When I came home from my artist’s residency in Iceland a few months ago, I was enthusiastic about working on my daily comic strip project, but as I began drawing the first panels, I was suddenly overcome with self-doubt. I feared I was too out of practice to ever finish a long-term project like the one I was about to undertake.
I was about to sink back into the Bottomless Chasm of Cartoonist Depression when I began rereading Batman: Black and White, the legendary anthology published by DC Comics in which some of the world’s greatest comic book writers and artists were given the opportunity to share their personal visions of Batman.
As anyone who has ever spent more than ten minutes in conversation with me knows, I’m kind of a huge Batman fan. Ever since I was a kid, he’s been my favorite superhero. There’s something about the character that has always appealed to me: a “street-level” vigilante dressed as a bat who risks his life every night, protecting innocents from depraved lunatics and remorseless killers.
I decided that writing and drawing an eight-page story in the Batman: Black and White format, like those that have inspired me over the years (including Matt Wagner’s Heist and Paul Pope’s Broken Nose, among many, many others) would not only be a creative challenge for me, but would also allow me to get back into the groove of drawing comics before working on my personal projects.

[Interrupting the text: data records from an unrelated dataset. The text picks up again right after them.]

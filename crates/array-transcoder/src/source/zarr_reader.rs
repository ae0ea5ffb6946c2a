//! Reading consolidated Zarr v2 groups into datasets.

use std::collections::BTreeMap;
use std::sync::Arc;

use ocean_common::AxisRole;
use tracing::{debug, info};
use zarrs::array::{Array, DataType};
use zarrs::array_subset::ArraySubset;
use zarrs::storage::{ReadableStorageTraits, StoreKey};

use super::OpenRequest;
use crate::cf::{descriptive_attributes, CfEncoding};
use crate::error::{Result, TranscodeError};
use crate::lazy::{ArraySource, LazyArray};
use crate::metadata::{ArrayEntry, ConsolidatedMetadata, ZMETADATA};
use crate::stages::{Coordinate, Dataset, OpenedDataset};

/// Read a subset as `f64`, dispatching on the stored element type.
macro_rules! retrieve_as_f64 {
    ($array:expr, $subset:expr, { $($variant:ident => $ty:ty),+ $(,)? }) => {
        match $array.data_type() {
            $(
                DataType::$variant => $array
                    .retrieve_array_subset_elements::<$ty>($subset)
                    .map(|values| values.into_iter().map(|v| v as f64).collect::<Vec<f64>>())
                    .map_err(|e| TranscodeError::zarr(e.to_string())),
            )+
            other => Err(TranscodeError::zarr(format!(
                "unsupported data type {:?}",
                other
            ))),
        }
    };
}

/// One Zarr array, read as CF-decoded `f64`.
pub struct ZarrArraySource<S: ?Sized> {
    array: Array<S>,
    shape: Vec<u64>,
    encoding: CfEncoding,
}

impl<S: ReadableStorageTraits + ?Sized + 'static> ZarrArraySource<S> {
    pub fn open(store: Arc<S>, name: &str, encoding: CfEncoding) -> Result<Self> {
        let array = Array::open(store, &format!("/{}", name))
            .map_err(|e| TranscodeError::zarr(format!("cannot open '{}': {}", name, e)))?;
        let shape = array.shape().to_vec();
        Ok(Self {
            array,
            shape,
            encoding,
        })
    }

    pub fn encoding(&self) -> &CfEncoding {
        &self.encoding
    }
}

impl<S: ReadableStorageTraits + Send + Sync + ?Sized + 'static> ArraySource for ZarrArraySource<S> {
    fn shape(&self) -> &[u64] {
        &self.shape
    }

    fn read_region(&self, start: &[u64], shape: &[u64]) -> Result<Vec<f64>> {
        let subset = ArraySubset::new_with_start_shape(start.to_vec(), shape.to_vec())
            .map_err(|e| TranscodeError::zarr(e.to_string()))?;

        let mut values = retrieve_as_f64!(self.array, &subset, {
            Int8 => i8,
            Int16 => i16,
            Int32 => i32,
            Int64 => i64,
            UInt8 => u8,
            UInt16 => u16,
            UInt32 => u32,
            UInt64 => u64,
            Float32 => f32,
            Float64 => f64,
        })?;

        self.encoding.decode_in_place(&mut values);
        Ok(values)
    }
}

/// A consolidated Zarr v2 group.
///
/// Arrays are listed from `.zmetadata`; no directory listing is needed, so
/// the same reader works for local directories and plain HTTP stores.
pub struct ZarrGroupReader<S: ?Sized> {
    store: Arc<S>,
    metadata: ConsolidatedMetadata,
}

impl<S: ReadableStorageTraits + Send + Sync + ?Sized + 'static> ZarrGroupReader<S> {
    /// Read the consolidated metadata at the root of `store`.
    pub fn open(store: Arc<S>) -> Result<Self> {
        let key = StoreKey::new(ZMETADATA).map_err(|e| TranscodeError::storage(e.to_string()))?;
        let bytes = store
            .get(&key)
            .map_err(|e| TranscodeError::provider(format!("cannot read {}: {}", ZMETADATA, e)))?
            .ok_or_else(|| {
                TranscodeError::provider(format!("store has no {} (not consolidated?)", ZMETADATA))
            })?;

        let metadata = ConsolidatedMetadata::parse(&bytes)?;
        debug!(arrays = metadata.arrays.len(), "Read consolidated metadata");
        Ok(Self { store, metadata })
    }

    pub fn metadata(&self) -> &ConsolidatedMetadata {
        &self.metadata
    }

    /// The coordinate array playing `role`: the canonical name if present,
    /// otherwise the first one-dimensional array whose name classifies as
    /// that role.
    pub fn find_coordinate(&self, role: AxisRole) -> Option<&ArrayEntry> {
        if let Some(entry) = self.metadata.array(role.canonical_name()) {
            return Some(entry);
        }
        self.metadata
            .arrays
            .values()
            .filter(|entry| entry.zarray.shape.len() == 1)
            .find(|entry| AxisRole::from_dimension_name(&entry.name) == Some(role))
    }

    /// Open the requested variables, read the coordinates and apply the
    /// depth band.
    ///
    /// Coordinates are renamed to their canonical names, and variable
    /// dimensions are renamed to match.
    pub fn read_dataset(&self, request: &OpenRequest) -> Result<OpenedDataset> {
        let mut coordinates = Vec::with_capacity(AxisRole::ALL.len());
        let mut renames = BTreeMap::new();

        for role in AxisRole::ALL {
            let entry = self
                .find_coordinate(role)
                .ok_or(TranscodeError::MissingAxis { axis: role })?;

            // Coordinate values such as latitude 0 must not be masked by a
            // store-level fill value.
            let encoding =
                CfEncoding::from_attributes(&entry.attributes, None).for_dtype(&entry.zarray.dtype);
            let source = ZarrArraySource::open(self.store.clone(), &entry.name, encoding)?;
            let values = source.read_region(&[0], source.shape())?;

            debug!(
                role = %role,
                source_name = %entry.name,
                len = values.len(),
                "Read coordinate"
            );
            renames.insert(entry.name.clone(), role.canonical_name());
            coordinates.push(Coordinate::new(
                role,
                values,
                descriptive_attributes(&entry.attributes),
            )?);
        }

        let mut variables = Vec::with_capacity(request.variables.len());
        for name in &request.variables {
            let entry = self
                .metadata
                .array(name)
                .ok_or_else(|| TranscodeError::MissingVariable(name.clone()))?;

            let encoding = CfEncoding::from_attributes(&entry.attributes, entry.zarray.fill_number())
                .for_dtype(&entry.zarray.dtype);
            let source = ZarrArraySource::open(self.store.clone(), name, encoding)?;

            let dims = entry
                .dims
                .iter()
                .map(|dim| {
                    renames
                        .get(dim)
                        .map(|canonical| canonical.to_string())
                        .unwrap_or_else(|| dim.clone())
                })
                .collect();

            variables.push(LazyArray::new(
                name.clone(),
                dims,
                Arc::new(source),
                descriptive_attributes(&entry.attributes),
            )?);
        }

        let dataset = Dataset::new(coordinates, variables, self.metadata.attributes.clone());
        info!(
            dataset_id = %request.dataset_id,
            sizes = ?dataset.sizes(),
            variables = ?request.variables,
            "Opened dataset"
        );

        OpenedDataset::open(dataset, request)
    }
}

#[cfg(test)]
mod tests {
    use super::*;
    use crate::config::DepthRange;
    use test_utils::{CurrentsFixture, SourceArray, SourceStore};
    use zarrs_filesystem::FilesystemStore;

    fn request(variables: &[&str]) -> OpenRequest {
        OpenRequest {
            dataset_id: "fixture".to_string(),
            variables: variables.iter().map(|v| v.to_string()).collect(),
            depth_range: DepthRange { min: 0.0, max: 0.5 },
        }
    }

    fn reader(root: &std::path::Path) -> ZarrGroupReader<FilesystemStore> {
        ZarrGroupReader::open(Arc::new(FilesystemStore::new(root).unwrap())).unwrap()
    }

    #[test]
    fn test_reads_fixture_dataset() {
        let dir = tempfile::tempdir().unwrap();
        let fixture = CurrentsFixture::new([3, 4, 10, 12]);
        fixture.write(dir.path()).unwrap();

        let opened = reader(dir.path()).read_dataset(&request(&["uo", "vo"])).unwrap();
        let sizes = opened.dataset().sizes();
        assert_eq!(sizes["time"], 3);
        assert_eq!(sizes["depth"], 1);
        assert_eq!(sizes["latitude"], 10);
        assert_eq!(sizes["longitude"], 12);
        assert_eq!(opened.dataset().variables().len(), 2);
    }

    #[test]
    fn test_missing_store_metadata_is_provider_error() {
        let dir = tempfile::tempdir().unwrap();
        let store = Arc::new(FilesystemStore::new(dir.path()).unwrap());
        let result = ZarrGroupReader::open(store);
        assert!(matches!(result, Err(TranscodeError::Provider(_))));
    }

    #[test]
    fn test_missing_variable() {
        let dir = tempfile::tempdir().unwrap();
        CurrentsFixture::new([1, 4, 4, 4]).write(dir.path()).unwrap();

        let err = reader(dir.path()).read_dataset(&request(&["thetao"])).unwrap_err();
        assert!(matches!(err, TranscodeError::MissingVariable(ref v) if v == "thetao"));
    }

    #[test]
    fn test_short_coordinate_names_and_packed_values() {
        let dir = tempfile::tempdir().unwrap();
        let dims = ["time", "depth", "lat", "lon"];

        // Latitude stored with a zero fill value
        let mut lat = SourceArray::f32("lat", &["lat"], &[2], &[0.0, 1.0]);
        lat.fill = 0.0;

        SourceStore::new()
            .with_array(SourceArray::f64("time", &["time"], &[1], &[5.0]))
            .with_array(SourceArray::f32("depth", &["depth"], &[1], &[0.5]))
            .with_array(lat)
            .with_array(SourceArray::f32("lon", &["lon"], &[2], &[0.0, 1.0]))
            .with_array(
                SourceArray::i16("uo", &dims, &[1, 1, 2, 2], &[100, -32767, 0, 300], -32767)
                    .with_attr("scale_factor", serde_json::json!(0.01))
                    .with_attr("add_offset", serde_json::json!(1.0))
                    .with_attr("units", serde_json::json!("m s-1")),
            )
            .write(dir.path())
            .unwrap();

        let group = reader(dir.path());
        assert_eq!(group.find_coordinate(AxisRole::Latitude).unwrap().name, "lat");

        let opened = group.read_dataset(&request(&["uo"])).unwrap();
        let uo = &opened.dataset().variables()[0];
        assert_eq!(uo.dims(), ["time", "depth", "latitude", "longitude"]);
        assert_eq!(uo.attributes().get("units").unwrap(), "m s-1");
        assert!(uo.attributes().get("scale_factor").is_none());

        // latitude 0 survives the zero fill value
        let lat = opened.dataset().coordinate(AxisRole::Latitude).unwrap().values().unwrap();
        assert_eq!(lat, vec![0.0, 1.0]);

        let values = uo.materialize().unwrap().values;
        assert!((values[0] - 2.0).abs() < 1e-9);
        assert!(values[1].is_nan());
        assert!((values[2] - 1.0).abs() < 1e-9);
        assert!((values[3] - 4.0).abs() < 1e-9);
    }
    #[test]
    fn test_float32_land_fill_masked_before_averaging() {
        let dir = tempfile::tempdir().unwrap();
        let dims = ["time", "depth", "latitude", "longitude"];

        let mut uo = SourceArray::f32("uo", &dims, &[1, 1, 2, 2], &[1.0, 1e20, 3.0, 1e20])
            .with_attr("_FillValue", serde_json::json!(1e20));
        uo.fill = 1e20;

        SourceStore::new()
            .with_array(SourceArray::f64("time", &["time"], &[1], &[5.0]))
            .with_array(SourceArray::f32("depth", &["depth"], &[1], &[0.5]))
            .with_array(SourceArray::f32("latitude", &["latitude"], &[2], &[10.0, 11.0]))
            .with_array(SourceArray::f32("longitude", &["longitude"], &[2], &[20.0, 21.0]))
            .with_array(uo)
            .write(dir.path())
            .unwrap();

        let opened = reader(dir.path()).read_dataset(&request(&["uo"])).unwrap();
        let uo = opened.dataset().variables()[0].clone();

        let values = uo.materialize().unwrap().values;
        assert_eq!(values[0], 1.0);
        assert!(values[1].is_nan());
        assert!(values[3].is_nan());

        let mean = uo
            .coarsen("latitude", 2)
            .unwrap()
            .coarsen("longitude", 2)
            .unwrap()
            .materialize()
            .unwrap();
        assert_eq!(mean.values, vec![2.0]);
    }
}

The story I chose to tell was inspired by the terrible mass shooting that took place in Tucson, Arizona on January 8, 2011, where the perpetrator wounded sixteen people, including U.S. Representative Gabrielle Giffords, and took the lives of six innocent people: Christina-Taylor Green, Dorothy Morris, John Roll, Phyllis Schneck, Dorwan Stoddard, and Gabriel Zimmerman.
The shooting occurred 100 yards from where my little sister worked, and a few miles from my childhood home. I remember hearing about the incident on French television, and the feeling of panic when I couldn’t reach my family and friends by telephone, since the lines were saturated.
Although I didn’t know any of the victims personally, the shooting had a profound impact on me. It has been lurking in a corner of my head ever since, and is the inspiration behind The Lotus and The Demon.
Since then, countless other atrocities have been committed, the most recent ones being the horrific shootings in Colorado and Georgia. The opening scene of the story you are about to read depicts—and condemns—a mass shooting in Gotham’s Chinatown, and coincidentally echoes these tragic murders. As a result, I am admittedly hesitant to even publish this.
I’m a mediocre activist, and an even worse preacher, so I’ll refrain from telling you how I feel about mass shootings and hate crimes. The Lotus and the Demon will tell you everything you need to know about that. I will say, however, that my heart goes out to the families and loved ones of the victims of this and all other shootings, and I hope that these atrocities will cease.
The Lotus and the Demon is now available on the excellent French website Grandpapier.org.
Since Batman is ©copyright DC Comics (and DC doesn’t stand for Dan Christensen) I am neither asking nor hoping to receive any money for this story. I simply hope you enjoy reading what a Batman: Black and White comic written and drawn by me would look like.
However, for anyone out there who wishes to make a donation—of any amount—to the National Center for Victims of Crime, which exists to help survivors and families of mass shootings and other violent crimes, I will be happy to send you a hi-res PDF file of The Lotus and the Demon, which also includes several of my Batman drawings you may have seen floating around the internet over the past few years. All you need to do is:
1) Make a donation
2) Take a screenshot of your receipt (feel free to black out any personal information)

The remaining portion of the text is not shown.